Patients and Methods
We reviewed all SM patients from June 2016 - May 2025 at a tertiary referral center. Time to somatic transformation (TST) was defined from initial GCT diagnosis to SM detection. SM were classified based on time of detection- at initial diagnosis (de novo), at consolidative surgery, relapse under 5 years, and evolved SM- relapse after 5 years. Descriptive statistics, Kaplan–Meier estimates, and Cox regression analyses were used.
Results
72 patients were identified: 40 (56%) with testicular, 24 (33%) with mediastinal, and 8 (11%) with other primaries. 22/24 (92%) mediastinal tumors with SM had sarcomatous transformation. Sarcoma was seen in 25/42 (60%) of de novo SM while adenocarcinoma was detected as an evolved entity in 5/6 (83.3%) cases. Embryonic type neuroectodermal tumor (ENET) histology carried poor prognosis compared to non-ENET histology (median OS 1.8 vs 8 years; HR 1.94, p = 0.1).

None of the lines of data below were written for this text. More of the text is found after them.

//! Completion provider infrastructure adapter.
//!
//! Implements the [`triage::CompletionClient`] trait for OpenAI-compatible
//! chat-completions endpoints. Additional providers are added as new `impl`
//! blocks in this crate without any changes to the `triage` crate.
//!
//! ## Architectural Layer
//!
//! **Infrastructure.** All HTTP transport, authentication, request formatting,
//! and response parsing live here. The [`triage`] and `agents` crates see only
//! [`triage::CompletionClient`].
//!
//! Every call is a single attempt. Rate-limit responses are reported with the
//! provider's `Retry-After` hint, but nothing in this crate retries.

pub mod config;
pub mod openai;

pub use config::OpenAiConfig;
pub use openai::OpenAiProvider;
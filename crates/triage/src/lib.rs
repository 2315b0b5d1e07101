//! Core domain for fund-administration exception triage.
//!
//! This crate contains every domain concept, newtype identifier, shared value
//! type, and error type used to turn one free-text exception report into three
//! model responses (classification, resolution suggestion, explanation).
//! Infrastructure crates implement the traits defined here; they never add
//! domain rules.
//!
//! ## Architectural Layer
//!
//! **Business logic + port definitions.** This crate has no I/O dependencies.
//! It defines *what* is needed; infrastructure crates define *how* to supply it.
//!
//! ## Module Layout
//!
//! | Module | Contents |
//! |--------|----------|
//! | [`identifiers`] | Newtype identifiers (`TriageRunId`, `ModelId`) |
//! | [`types`] | Shared value types (`TokenCount`, `CompletionRequest`, `TriageResults`, etc.) |
//! | [`errors`] | Provider, per-task, and invocation error types |
//! | [`completion`] | The [`CompletionClient`] port |
//! | [`prompts`] | Request builders for the three tasks |
//! | [`validation`] | JSON well-formedness check and fallback payloads |

pub mod completion;
pub mod errors;
pub mod identifiers;
pub mod prompts;
pub mod types;
pub mod validation;

// Re-export everything at the crate root for ergonomic usage by downstream crates.
pub use completion::CompletionClient;
pub use errors::{CompletionError, TaskError, TaskOutcome, TriageError};
pub use identifiers::{ModelId, TriageRunId};
pub use types::{
    ChatMessage, ClassificationResult, CompletionRequest, ExceptionReport, ResolutionResult,
    ResponseShape, Role, TaskName, TokenCount, TriageResults,
};
pub use validation::{check_json, render_outcome, validate_json};
//! Acquires the exception report from the command line, a file, or stdin.

use std::io::Read;

use anyhow::{bail, Context, Result};
use triage::ExceptionReport;

use crate::config::Cli;

/// Returns the exception text from the first available source: the positional
/// argument, `--file`, or standard input.
///
/// Only a completely empty report is refused; whitespace and arbitrarily long
/// text are passed on untouched.
pub fn read_exception(cli: &Cli) -> Result<ExceptionReport> {
    let text = match (&cli.exception, &cli.file) {
        (Some(text), _) => text.clone(),
        (None, Some(path)) => std::fs::read_to_string(path)
            .with_context(|| format!("failed to read exception details from {}", path.display()))?,
        (None, None) => {
            let mut buffer = String::new();
            std::io::stdin()
                .read_to_string(&mut buffer)
                .context("failed to read exception details from stdin")?;
            buffer
        }
    };

    if text.is_empty() {
        bail!("no exception details provided");
    }
    Ok(ExceptionReport::new(text))
}
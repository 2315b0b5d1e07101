//! Newtype identifiers.
//!
//! Values with an identity are represented as distinct newtypes wrapping a
//! primitive, so a model name can never be passed where a run identifier is
//! expected.

use serde::{Deserialize, Serialize};
use uuid::Uuid;

// ---------------------------------------------------------------------------
// Identifiers — UUID-backed (internally generated)
// ---------------------------------------------------------------------------

/// Identifies a single triage run (one invocation of the fan-out coordinator).
///
/// Generated fresh for every invocation and attached to the tracing spans of
/// that invocation so all activity from a single run can be correlated. It is
/// never part of the result mapping.
#[derive(Debug, Clone, Copy, PartialEq, Eq, Hash, Serialize, Deserialize)]
pub struct TriageRunId(Uuid);

impl TriageRunId {
    /// Generates a new random run identifier.
    pub fn new_random() -> Self {
        Self(Uuid::new_v4())
    }
}

impl std::fmt::Display for TriageRunId {
    fn fmt(&self, f: &mut std::fmt::Formatter<'_>) -> std::fmt::Result {
        write!(f, "{}", self.0)
    }
}

// ---------------------------------------------------------------------------
// Identifiers — String-backed (configuration)
// ---------------------------------------------------------------------------

/// Identifies the completion model every request is sent to (e.g. `"gpt-4"`).
///
/// Fixed for the lifetime of a provider; configured once at startup.
#[derive(Debug, Clone, PartialEq, Eq, Hash, Serialize, Deserialize)]
pub struct ModelId(String);

impl ModelId {
    /// The model used when none is configured.
    pub const DEFAULT: &'static str = "gpt-4";

    /// Creates a new identifier, returning `None` if the value is empty or
    /// whitespace.
    pub fn new(value: impl Into<String>) -> Option<Self> {
        let v = value.into();
        if v.trim().is_empty() {
            None
        } else {
            Some(Self(v))
        }
    }

    /// Returns the identifier as a string slice.
    pub fn as_str(&self) -> &str {
        &self.0
    }
}

impl Default for ModelId {
    fn default() -> Self {
        Self(Self::DEFAULT.to_string())
    }
}

impl std::fmt::Display for ModelId {
    fn fmt(&self, f: &mut std::fmt::Formatter<'_>) -> std::fmt::Result {
        write!(f, "{}", self.0)
    }
}
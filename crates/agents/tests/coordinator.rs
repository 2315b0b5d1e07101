mod common;

use std::future::Future;
use std::pin::pin;
use std::sync::atomic::{AtomicBool, Ordering};
use std::sync::Arc;
use std::task::{Context, Poll, Wake, Waker};
use std::time::Duration;

use agents::{ExplanationSource, TriageCoordinator};
use common::{
    network_error, Script, ScriptedClient, CLASSIFICATION_JSON, EXPLANATION_TEXT,
    RESOLUTION_JSON, SAMPLE_EXCEPTION,
};
use serde_json::{json, Value};
use triage::{CompletionError, TaskError, TaskName, TriageError};

fn parse(text: Option<&str>) -> Value {
    serde_json::from_str(text.expect("entry present")).expect("entry is valid JSON")
}

fn assert_complete(results: &triage::TriageResults) {
    let keys: Vec<_> = results.iter().map(|(task, _)| task.as_str()).collect();
    assert_eq!(keys, ["classification", "resolution", "explanation"]);
}

#[tokio::test]
async fn happy_path_returns_every_entry_verbatim() {
    let client = ScriptedClient::happy().into_arc();
    let coordinator = TriageCoordinator::new(client.clone());

    let results = coordinator.process(SAMPLE_EXCEPTION).await;

    assert_complete(&results);
    assert_eq!(results.get(TaskName::Classification), Some(CLASSIFICATION_JSON));
    assert_eq!(results.get(TaskName::Resolution), Some(RESOLUTION_JSON));
    assert_eq!(results.get(TaskName::Explanation), Some(EXPLANATION_TEXT));
    assert_eq!(client.request_count(), 3);
}

#[tokio::test]
async fn classification_scenario_parses_to_model_object() {
    let coordinator = TriageCoordinator::new(ScriptedClient::happy().into_arc());

    let results = coordinator.process(SAMPLE_EXCEPTION).await;

    assert_eq!(
        parse(results.get(TaskName::Classification)),
        json!({"type": "Settlement Mismatch", "priority": "High", "complexity": "Medium"})
    );
}

#[tokio::test]
async fn every_agent_receives_the_raw_exception_by_default() {
    let client = ScriptedClient::happy().into_arc();
    let coordinator = TriageCoordinator::new(client.clone());

    coordinator.process(SAMPLE_EXCEPTION).await;

    for task in TaskName::ALL {
        let requests = client.requests_for(task);
        assert_eq!(requests.len(), 1, "{task}");
        assert!(requests[0].user_prompt().unwrap().contains(SAMPLE_EXCEPTION));
    }
}

#[tokio::test]
async fn non_json_resolution_becomes_format_fallback() {
    let client = ScriptedClient::happy()
        .with(TaskName::Resolution, Script::Reply("not json".into()))
        .into_arc();
    let coordinator = TriageCoordinator::new(client);

    let results = coordinator.process(SAMPLE_EXCEPTION).await;

    let resolution = parse(results.get(TaskName::Resolution));
    assert_eq!(resolution["suggestion"], "Error: Invalid response format");
    assert_eq!(resolution["confidence"], "0%");
    assert!(resolution["rationale"].is_string());
    assert_eq!(results.get(TaskName::Classification), Some(CLASSIFICATION_JSON));
}

#[tokio::test]
async fn explanation_network_failure_is_isolated() {
    let client = ScriptedClient::happy()
        .with(TaskName::Explanation, Script::Fail(network_error()))
        .into_arc();
    let coordinator = TriageCoordinator::new(client);

    let results = coordinator.process(SAMPLE_EXCEPTION).await;

    assert_complete(&results);
    let explanation = results.get(TaskName::Explanation).unwrap();
    assert!(explanation.starts_with("Error:"), "{explanation}");
    assert!(explanation.contains("connection refused"));
    assert_eq!(
        parse(results.get(TaskName::Classification)),
        parse(Some(CLASSIFICATION_JSON))
    );
    assert_eq!(
        parse(results.get(TaskName::Resolution)),
        parse(Some(RESOLUTION_JSON))
    );
}

#[tokio::test]
async fn classification_provider_failure_still_yields_json() {
    let client = ScriptedClient::happy()
        .with(
            TaskName::Classification,
            Script::Fail(CompletionError::RateLimited {
                message: "Rate limit reached for gpt-4".to_string(),
                retry_after: None,
            }),
        )
        .into_arc();
    let coordinator = TriageCoordinator::new(client);

    let results = coordinator.process(SAMPLE_EXCEPTION).await;

    let classification = parse(results.get(TaskName::Classification));
    assert_eq!(classification["type"], "Error: System error");
    assert!(classification["complexity"]
        .as_str()
        .unwrap()
        .contains("Rate limit reached"));
    assert_eq!(results.get(TaskName::Explanation), Some(EXPLANATION_TEXT));
}

#[tokio::test]
async fn every_agent_failing_still_returns_three_entries() {
    let client = ScriptedClient::new()
        .with(TaskName::Classification, Script::Fail(network_error()))
        .with(TaskName::Resolution, Script::Fail(network_error()))
        .with(TaskName::Explanation, Script::Fail(network_error()))
        .into_arc();
    let coordinator = TriageCoordinator::new(client);

    let results = coordinator.process(SAMPLE_EXCEPTION).await;

    assert_complete(&results);
    parse(results.get(TaskName::Classification));
    assert_eq!(
        parse(results.get(TaskName::Resolution))["confidence"],
        "0%"
    );
    assert!(results
        .get(TaskName::Explanation)
        .unwrap()
        .starts_with("Error:"));
}

#[tokio::test]
async fn panicking_agent_does_not_take_down_the_others() {
    let client = ScriptedClient::happy()
        .with(TaskName::Resolution, Script::Panic("stub exploded"))
        .into_arc();
    let coordinator = TriageCoordinator::new(client);

    let outcomes = coordinator
        .process_detailed(SAMPLE_EXCEPTION)
        .await
        .unwrap();

    assert!(matches!(
        outcomes.get(TaskName::Resolution),
        Some(Err(TaskError::Unexpected { .. }))
    ));
    assert_eq!(outcomes.failure_count(), 1);

    let results = outcomes.render();
    assert_eq!(
        parse(results.get(TaskName::Resolution))["suggestion"],
        "Error: System error"
    );
    assert_eq!(results.get(TaskName::Explanation), Some(EXPLANATION_TEXT));
}

#[tokio::test]
async fn empty_and_very_large_inputs_are_passed_through() {
    let client = ScriptedClient::happy().into_arc();
    let coordinator = TriageCoordinator::new(client.clone());

    assert_complete(&coordinator.process("").await);

    let large = "NAV break on fund 42. ".repeat(50_000);
    assert_complete(&coordinator.process(&large).await);
    let requests = client.requests_for(TaskName::Classification);
    assert!(requests[1].user_prompt().unwrap().contains(&large));
}

#[tokio::test]
async fn identical_inputs_give_identical_results() {
    let client = ScriptedClient::happy()
        .with(TaskName::Resolution, Script::Reply("{broken".into()))
        .with(TaskName::Explanation, Script::Fail(network_error()))
        .into_arc();
    let coordinator = TriageCoordinator::new(client);

    let first = coordinator.process(SAMPLE_EXCEPTION).await;
    let second = coordinator.process(SAMPLE_EXCEPTION).await;

    assert_eq!(first, second);
}

#[tokio::test(flavor = "multi_thread", worker_threads = 3)]
async fn works_on_a_multi_threaded_runtime() {
    let coordinator = TriageCoordinator::new(ScriptedClient::happy().into_arc());

    let results = coordinator.process(SAMPLE_EXCEPTION).await;

    assert_complete(&results);
}

#[tokio::test]
async fn dropping_an_invocation_aborts_its_workers() {
    let dropped = Arc::new(AtomicBool::new(false));
    let client = ScriptedClient::happy()
        .with(TaskName::Resolution, Script::Hang(Arc::clone(&dropped)))
        .into_arc();
    let coordinator = TriageCoordinator::new(client.clone());

    let timed_out = tokio::time::timeout(
        Duration::from_millis(50),
        coordinator.process(SAMPLE_EXCEPTION),
    )
    .await;
    assert!(timed_out.is_err());
    assert_eq!(client.requests_for(TaskName::Resolution).len(), 1);

    for _ in 0..200 {
        if dropped.load(Ordering::SeqCst) {
            break;
        }
        tokio::time::sleep(Duration::from_millis(5)).await;
    }
    assert!(dropped.load(Ordering::SeqCst), "hung worker was not aborted");
}

// ---------------------------------------------------------------------------
// Chained explanation
// ---------------------------------------------------------------------------

#[tokio::test]
async fn chained_explanation_explains_the_resolution() {
    let client = ScriptedClient::happy().into_arc();
    let coordinator = TriageCoordinator::new(client.clone())
        .with_explanation_source(ExplanationSource::Resolution);

    let results = coordinator.process(SAMPLE_EXCEPTION).await;

    assert_complete(&results);
    let explanation_requests = client.requests_for(TaskName::Explanation);
    assert_eq!(explanation_requests.len(), 1);
    let prompt = explanation_requests[0].user_prompt().unwrap();
    assert!(prompt.contains(RESOLUTION_JSON));
    assert!(!prompt.contains(SAMPLE_EXCEPTION));
}

#[tokio::test]
async fn chained_explanation_fails_when_resolution_is_malformed() {
    let client = ScriptedClient::happy()
        .with(TaskName::Resolution, Script::Reply("not json".into()))
        .into_arc();
    let coordinator = TriageCoordinator::new(client.clone())
        .with_explanation_source(ExplanationSource::Resolution);

    let outcomes = coordinator
        .process_detailed(SAMPLE_EXCEPTION)
        .await
        .unwrap();

    assert!(matches!(
        outcomes.get(TaskName::Explanation),
        Some(Err(TaskError::Unexpected { detail }))
            if detail.starts_with("resolution suggestion unavailable")
    ));
    assert!(client.requests_for(TaskName::Explanation).is_empty());

    let results = outcomes.render();
    assert!(results
        .get(TaskName::Explanation)
        .unwrap()
        .starts_with("Error: resolution suggestion unavailable"));
}

#[tokio::test]
async fn chained_explanation_survives_a_panicking_resolution() {
    let client = ScriptedClient::happy()
        .with(TaskName::Resolution, Script::Panic("stub exploded"))
        .into_arc();
    let coordinator = TriageCoordinator::new(client)
        .with_explanation_source(ExplanationSource::Resolution);

    let results = coordinator.process(SAMPLE_EXCEPTION).await;

    assert_complete(&results);
    assert_eq!(
        results.get(TaskName::Explanation),
        Some("Error: resolution agent ended without a result")
    );
    assert_eq!(results.get(TaskName::Classification), Some(CLASSIFICATION_JSON));
}

// ---------------------------------------------------------------------------
// No runtime
// ---------------------------------------------------------------------------

struct NoopWake;

impl Wake for NoopWake {
    fn wake(self: Arc<Self>) {}
}

fn poll_once<F: Future>(future: F) -> Poll<F::Output> {
    let waker = Waker::from(Arc::new(NoopWake));
    let mut cx = Context::from_waker(&waker);
    let mut future = pin!(future);
    future.as_mut().poll(&mut cx)
}

#[test]
fn without_a_runtime_process_returns_the_empty_sentinel() {
    let client = ScriptedClient::happy().into_arc();
    let coordinator = TriageCoordinator::new(client.clone());

    match poll_once(coordinator.process(SAMPLE_EXCEPTION)) {
        Poll::Ready(results) => assert!(results.is_empty()),
        Poll::Pending => panic!("expected an immediate result"),
    }
    match poll_once(coordinator.process_detailed(SAMPLE_EXCEPTION)) {
        Poll::Ready(outcome) => assert_eq!(outcome, Err(TriageError::RuntimeUnavailable)),
        Poll::Pending => panic!("expected an immediate result"),
    }
    assert_eq!(client.request_count(), 0);
}
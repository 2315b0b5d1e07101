//! JSON well-formedness checks and fallback payloads.
//!
//! The classification and resolution outputs are consumed by a presentation
//! layer that parses them as JSON. Whatever this module emits for those two
//! tasks is therefore always valid JSON: either the model's text, byte for
//! byte, or a fallback object with the contract's keys.

use serde::de::IgnoredAny;

use crate::{
    ClassificationResult, ResolutionResult, ResponseShape, TaskError, TaskName, TaskOutcome,
};

/// Primary-field value when the model's text is not valid JSON.
pub const INVALID_FORMAT_MESSAGE: &str = "Error: Invalid response format";
/// Primary-field value for every other failure.
pub const SYSTEM_ERROR_MESSAGE: &str = "Error: System error";
/// Confidence reported by a resolution fallback.
pub const FALLBACK_CONFIDENCE: &str = "0%";

/// Confirms that `text` is syntactically valid JSON.
///
/// Only the grammar is checked: no value tree is built, so numbers outside the
/// `f64` range and arbitrarily deep nesting are accepted. On success the
/// original string is returned untouched.
///
/// # Errors
///
/// Returns [`TaskError::Format`] carrying the parser's message.
pub fn check_json(text: String) -> Result<String, TaskError> {
    match serde_json::from_str::<IgnoredAny>(&text) {
        Ok(_) => Ok(text),
        Err(e) => Err(TaskError::Format {
            detail: e.to_string(),
        }),
    }
}

/// Returns `text` unchanged if it is valid JSON, otherwise the fallback
/// payload for `shape`.
pub fn validate_json(shape: ResponseShape, text: &str) -> String {
    match check_json(text.to_string()) {
        Ok(valid) => valid,
        Err(err) => fallback_payload(shape, &err),
    }
}

/// Builds the deterministic substitute for a failed classification or
/// resolution.
pub fn fallback_payload(shape: ResponseShape, err: &TaskError) -> String {
    let (primary, diagnostic_prefix) = match err {
        TaskError::Format { .. } => (INVALID_FORMAT_MESSAGE, "Failed to process the"),
        TaskError::Provider(_) | TaskError::Unexpected { .. } => {
            (SYSTEM_ERROR_MESSAGE, "An unexpected error occurred:")
        }
    };
    let diagnostic = |subject: &str| match err {
        TaskError::Format { detail } => format!("{diagnostic_prefix} {subject}: {detail}"),
        other => format!("{diagnostic_prefix} {other}"),
    };

    match shape {
        ResponseShape::Classification => ClassificationResult {
            kind: primary.to_string(),
            priority: crate::types::NOT_AVAILABLE.to_string(),
            complexity: diagnostic("classification"),
        }
        .to_json(),
        ResponseShape::Resolution => ResolutionResult {
            suggestion: primary.to_string(),
            confidence: FALLBACK_CONFIDENCE.to_string(),
            rationale: diagnostic("suggestion"),
        }
        .to_json(),
    }
}

/// Converts a task's tagged outcome into the string handed to the
/// presentation layer.
///
/// JSON tasks get their text or a fallback payload; the explanation task gets
/// its text or `"Error: <message>"`.
pub fn render_outcome(task: TaskName, outcome: &TaskOutcome) -> String {
    match (outcome, task.response_shape()) {
        (Ok(text), _) => text.clone(),
        (Err(err), Some(shape)) => fallback_payload(shape, err),
        (Err(err), None) => format!("Error: {err}"),
    }
}
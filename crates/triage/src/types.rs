//! Shared value types for the triage domain.
//!
//! Every value here is ephemeral: constructed per coordinator invocation, held
//! for the duration of one fan-out, and handed to the presentation layer.
//! Nothing is persisted.

use std::collections::BTreeMap;

use serde::{Deserialize, Serialize};
use serde_json::Value;

/// Placeholder shown for a result field the model did not supply.
pub const NOT_AVAILABLE: &str = "N/A";

// ---------------------------------------------------------------------------
// Token budget
// ---------------------------------------------------------------------------

/// Number of tokens a completion request may generate.
#[derive(Debug, Clone, Copy, PartialEq, Eq, PartialOrd, Ord, Hash, Serialize, Deserialize)]
#[serde(transparent)]
pub struct TokenCount(u64);

impl TokenCount {
    /// Creates a [`TokenCount`] from a raw integer.
    pub const fn new(count: u64) -> Self {
        Self(count)
    }

    /// Returns the underlying integer value.
    pub fn as_u64(self) -> u64 {
        self.0
    }
}

impl std::fmt::Display for TokenCount {
    fn fmt(&self, f: &mut std::fmt::Formatter<'_>) -> std::fmt::Result {
        write!(f, "{}", self.0)
    }
}

// ---------------------------------------------------------------------------
// Completion requests
// ---------------------------------------------------------------------------

/// Author of a message in a completion request.
#[derive(Debug, Clone, Copy, PartialEq, Eq, Hash, Serialize, Deserialize)]
#[serde(rename_all = "snake_case")]
pub enum Role {
    /// Fixed persona instruction for the task.
    System,
    /// The operator-derived prompt.
    User,
}

/// One role-tagged message sent to the completion service.
#[derive(Debug, Clone, PartialEq, Eq, Serialize, Deserialize)]
pub struct ChatMessage {
    pub role: Role,
    pub content: String,
}

impl ChatMessage {
    pub fn system(content: impl Into<String>) -> Self {
        Self {
            role: Role::System,
            content: content.into(),
        }
    }

    pub fn user(content: impl Into<String>) -> Self {
        Self {
            role: Role::User,
            content: content.into(),
        }
    }
}

/// A fully built request for the completion service.
///
/// The model identifier is not part of the request: it is fixed by the
/// [`crate::CompletionClient`] implementation.
#[derive(Debug, Clone, PartialEq, Eq, Serialize, Deserialize)]
pub struct CompletionRequest {
    /// Ordered messages; the system instruction always comes first.
    pub messages: Vec<ChatMessage>,
    /// Upper bound on generated tokens.
    pub max_tokens: TokenCount,
}

impl CompletionRequest {
    /// Returns the content of the first system message, if any.
    pub fn system_prompt(&self) -> Option<&str> {
        self.messages
            .iter()
            .find(|m| m.role == Role::System)
            .map(|m| m.content.as_str())
    }

    /// Returns the content of the last user message, if any.
    pub fn user_prompt(&self) -> Option<&str> {
        self.messages
            .iter()
            .rev()
            .find(|m| m.role == Role::User)
            .map(|m| m.content.as_str())
    }
}

// ---------------------------------------------------------------------------
// Tasks
// ---------------------------------------------------------------------------

/// The three independent analyses run for every exception report.
#[derive(Debug, Clone, Copy, PartialEq, Eq, PartialOrd, Ord, Hash, Serialize, Deserialize)]
#[serde(rename_all = "snake_case")]
pub enum TaskName {
    Classification,
    Resolution,
    Explanation,
}

impl TaskName {
    /// Every task, in submission order.
    pub const ALL: [TaskName; 3] = [
        TaskName::Classification,
        TaskName::Resolution,
        TaskName::Explanation,
    ];

    /// Returns the key this task's result is stored under.
    pub fn as_str(self) -> &'static str {
        match self {
            TaskName::Classification => "classification",
            TaskName::Resolution => "resolution",
            TaskName::Explanation => "explanation",
        }
    }

    /// Returns the JSON contract the task's output must satisfy, or `None`
    /// for free-text output.
    pub fn response_shape(self) -> Option<ResponseShape> {
        match self {
            TaskName::Classification => Some(ResponseShape::Classification),
            TaskName::Resolution => Some(ResponseShape::Resolution),
            TaskName::Explanation => None,
        }
    }
}

impl std::fmt::Display for TaskName {
    fn fmt(&self, f: &mut std::fmt::Formatter<'_>) -> std::fmt::Result {
        f.write_str(self.as_str())
    }
}

/// JSON contracts for machine-parsed task output.
#[derive(Debug, Clone, Copy, PartialEq, Eq, Hash)]
pub enum ResponseShape {
    /// Keys `type`, `priority`, `complexity`.
    Classification,
    /// Keys `suggestion`, `confidence`, `rationale`.
    Resolution,
}

// ---------------------------------------------------------------------------
// Input
// ---------------------------------------------------------------------------

/// Operator-supplied description of a fund-administration exception.
///
/// Opaque: no structure is parsed and no length or content is enforced. An
/// empty report is valid; the completion service decides what to do with it.
#[derive(Debug, Clone, PartialEq, Eq, Hash, Default, Serialize, Deserialize)]
#[serde(transparent)]
pub struct ExceptionReport(String);

impl ExceptionReport {
    pub fn new(text: impl Into<String>) -> Self {
        Self(text.into())
    }

    pub fn as_str(&self) -> &str {
        &self.0
    }
}

impl From<String> for ExceptionReport {
    fn from(text: String) -> Self {
        Self(text)
    }
}

impl From<&str> for ExceptionReport {
    fn from(text: &str) -> Self {
        Self(text.to_string())
    }
}

// ---------------------------------------------------------------------------
// Structured results
// ---------------------------------------------------------------------------

/// Category, severity, and size of an exception as judged by the model.
#[derive(Debug, Clone, PartialEq, Eq, Serialize, Deserialize)]
pub struct ClassificationResult {
    #[serde(rename = "type")]
    pub kind: String,
    pub priority: String,
    pub complexity: String,
}

impl ClassificationResult {
    /// Reads a classification the way the dashboard does: any JSON object is
    /// accepted, missing or null fields become [`NOT_AVAILABLE`], and
    /// non-string values are shown in their JSON form.
    ///
    /// # Errors
    ///
    /// Fails if `text` is not JSON or is JSON but not an object.
    pub fn from_json_lenient(text: &str) -> Result<Self, serde_json::Error> {
        let object = parse_object(text)?;
        Ok(Self {
            kind: field_or_placeholder(&object, "type"),
            priority: field_or_placeholder(&object, "priority"),
            complexity: field_or_placeholder(&object, "complexity"),
        })
    }

    /// Serialises to a JSON object string with the contract keys.
    pub fn to_json(&self) -> String {
        serde_json::json!({
            "type": self.kind,
            "priority": self.priority,
            "complexity": self.complexity,
        })
        .to_string()
    }
}

/// A suggested corrective action with a percentage-string confidence.
#[derive(Debug, Clone, PartialEq, Eq, Serialize, Deserialize)]
pub struct ResolutionResult {
    pub suggestion: String,
    /// Percentage string, e.g. `"85%"`.
    pub confidence: String,
    pub rationale: String,
}

impl ResolutionResult {
    /// Lenient reader, see [`ClassificationResult::from_json_lenient`].
    ///
    /// # Errors
    ///
    /// Fails if `text` is not JSON or is JSON but not an object.
    pub fn from_json_lenient(text: &str) -> Result<Self, serde_json::Error> {
        let object = parse_object(text)?;
        Ok(Self {
            suggestion: field_or_placeholder(&object, "suggestion"),
            confidence: field_or_placeholder(&object, "confidence"),
            rationale: field_or_placeholder(&object, "rationale"),
        })
    }

    /// Serialises to a JSON object string with the contract keys.
    pub fn to_json(&self) -> String {
        serde_json::json!({
            "suggestion": self.suggestion,
            "confidence": self.confidence,
            "rationale": self.rationale,
        })
        .to_string()
    }

    /// Parses the confidence as a fraction in `[0.0, 1.0]`.
    ///
    /// Accepts `"85%"`, `"85"` and `"85.5 %"`; values outside `0..=100` are
    /// clamped. Returns `None` when the text is not a number.
    pub fn confidence_fraction(&self) -> Option<f64> {
        let trimmed = self.confidence.trim().trim_end_matches('%').trim_end();
        let percent: f64 = trimmed.parse().ok()?;
        if !percent.is_finite() {
            return None;
        }
        Some((percent / 100.0).clamp(0.0, 1.0))
    }
}

fn parse_object(text: &str) -> Result<serde_json::Map<String, Value>, serde_json::Error> {
    match serde_json::from_str(text)? {
        Value::Object(object) => Ok(object),
        _ => Err(<serde_json::Error as serde::de::Error>::custom(
            "expected a JSON object",
        )),
    }
}

fn field_or_placeholder(object: &serde_json::Map<String, Value>, key: &str) -> String {
    match object.get(key) {
        Some(Value::String(s)) => s.clone(),
        None | Some(Value::Null) => NOT_AVAILABLE.to_string(),
        Some(other) => other.to_string(),
    }
}

// ---------------------------------------------------------------------------
// Output mapping
// ---------------------------------------------------------------------------

/// Display-ready output of one coordinator invocation, keyed by task.
///
/// A complete mapping holds exactly one entry per [`TaskName`]. The empty
/// mapping is the sentinel for "no results are available".
#[derive(Debug, Clone, PartialEq, Eq, Default, Serialize, Deserialize)]
#[serde(transparent)]
pub struct TriageResults(BTreeMap<TaskName, String>);

impl TriageResults {
    /// The "no results available" sentinel.
    pub fn empty() -> Self {
        Self::default()
    }

    /// Stores the display text for `task`, replacing any previous entry.
    pub fn insert(&mut self, task: TaskName, text: impl Into<String>) {
        self.0.insert(task, text.into());
    }

    pub fn get(&self, task: TaskName) -> Option<&str> {
        self.0.get(&task).map(String::as_str)
    }

    pub fn is_empty(&self) -> bool {
        self.0.is_empty()
    }

    pub fn iter(&self) -> impl Iterator<Item = (TaskName, &str)> {
        self.0.iter().map(|(task, text)| (*task, text.as_str()))
    }
}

Genomic data available showed PTEN-AKT-mTOR pathway mutations (33%) and TP53 mutations (33%), enriched in extra-gonadal sarcomatous SM.
Conclusions
SM exhibits temporal, histologic, and molecular distinctions across primary sites. Response to front-line therapy and survival outcomes are poor. Future direction includes the exploration of underlying predictors of transformation and identification of targetable alterations in the relapsed setting.